#### ASSIGNMENT
Go through the records below and tally the lines that include "BlobStore". Answer with the number only.

----- RECORDS FOR THIS EXERCISE -----

// SPDX-FileCopyrightText: 2023 Phoenix R&D GmbH <hello@phnx.im>
//
// SPDX-License-Identifier: AGPL-3.0-or-later

//! HTTP server exposing the ledger backend as a JSON API.

use std::{io, net::SocketAddr, sync::Arc, time::Duration};

use anyhow::Context;
use axum::{
    extract::{ConnectInfo, Request, connect_info::Connected},
    middleware::{self, Next},
    response::Response,
    serve::{IncomingStream, Listener},
};
use ledgerbackend::{blob_store::BlobStore, settings::AuthSettings, settings::RateLimitsSettings};
use tokio::net::TcpListener;
use tower_governor::{
    GovernorLayer, governor::GovernorConfigBuilder, key_extractor::SmartIpKeyExtractor,
};
use tower_http::trace::{DefaultMakeSpan, DefaultOnRequest, DefaultOnResponse, TraceLayer};
use tracing::{Level, enabled, error, info};

use crate::{
    api::{AppState, router},
    http_metrics::{HttpMetricsLayer, serve_metrics},
    session::SessionKeys,
};

pub mod api;
pub mod args;
pub mod configurations;
pub mod error;
mod http_metrics;
pub mod logging;
pub mod session;
pub mod user_command;

pub struct ServerRunParams<L> {
    pub listener: L,
    pub metrics_listener: Option<TcpListener>,
    pub blobs: Arc<dyn BlobStore>,
    pub auth: AuthSettings,
    pub rate_limits: RateLimitsSettings,
}

/// Sets up the router and returns the future serving it.
///
/// Fails if the metrics endpoint or the rate limiter cannot be set up.
pub async fn run<L>(
    ServerRunParams {
        listener,
        metrics_listener,
        blobs,
        auth,
        rate_limits,
    }: ServerRunParams<L>,
) -> anyhow::Result<impl Future<Output = io::Result<()>>>
where
    L: Listener<Addr = SocketAddr>,
{
    match listener.local_addr() {
        Ok(http_addr) => info!(%http_addr, "Starting server"),
        Err(error) => error!(%error, "Could not get local address"),
    }

    HttpMetricsLayer::describe_metrics();
    if let Some(metrics_listener) = metrics_listener {
        serve_metrics(metrics_listener)?;
    }

    info!(?rate_limits, "Applying rate limits");
    let governor_config = GovernorConfigBuilder::default()
        .period(rate_limits.period)
        .burst_size(rate_limits.burst)
        .key_extractor(SmartIpKeyExtractor)
        .finish()
        .context("rate limits need a non-zero period and burst")?;

    // Stale entries of the per IP limiter are purged every minute.
    let limiter = governor_config.limiter().clone();
    tokio::spawn(async move {
        let mut interval = tokio::time::interval(Duration::from_secs(60));
        loop {
            interval.tick().await;
            limiter.retain_recent();
        }
    });

    let state = AppState::new(blobs, SessionKeys::new(&auth));
    let app = router(state)
        .route_layer(HttpMetricsLayer::new())
        .layer(
            TraceLayer::new_for_http()
                .make_span_with(
                    DefaultMakeSpan::new()
                        .level(Level::INFO)
                        .include_headers(enabled!(Level::DEBUG)),
                )
                .on_request(DefaultOnRequest::new().level(Level::INFO))
                .on_response(
                    DefaultOnResponse::new()
                        .level(Level::INFO)
                        .include_headers(enabled!(Level::DEBUG)),
                ),
        )
        .layer(GovernorLayer::new(governor_config))
        .layer(middleware::from_fn(expose_peer_addr));

    Ok(axum::serve(
        listener,
        app.into_make_service_with_connect_info::<PeerAddr>(),
    )
    .into_future())
}

/// Remote address of a connection accepted by any [`Listener`] with socket
/// addresses.
#[derive(Debug, Clone, Copy)]
pub struct PeerAddr(pub SocketAddr);

impl<L> Connected<IncomingStream<'_, L>> for PeerAddr
where
    L: Listener<Addr = SocketAddr>,
{
    fn connect_info(stream: IncomingStream<'_, L>) -> Self {
        Self(*stream.remote_addr())
    }
}

/// The rate limiter keys on `ConnectInfo<SocketAddr>`.
async fn expose_peer_addr(
    ConnectInfo(PeerAddr(addr)): ConnectInfo<PeerAddr>,
    mut request: Request,
    next: Next,
) -> Response {
    request.extensions_mut().insert(ConnectInfo(addr));
    next.run(request).await
}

-----

#### RESPONSE FOR THIS EXERCISE
2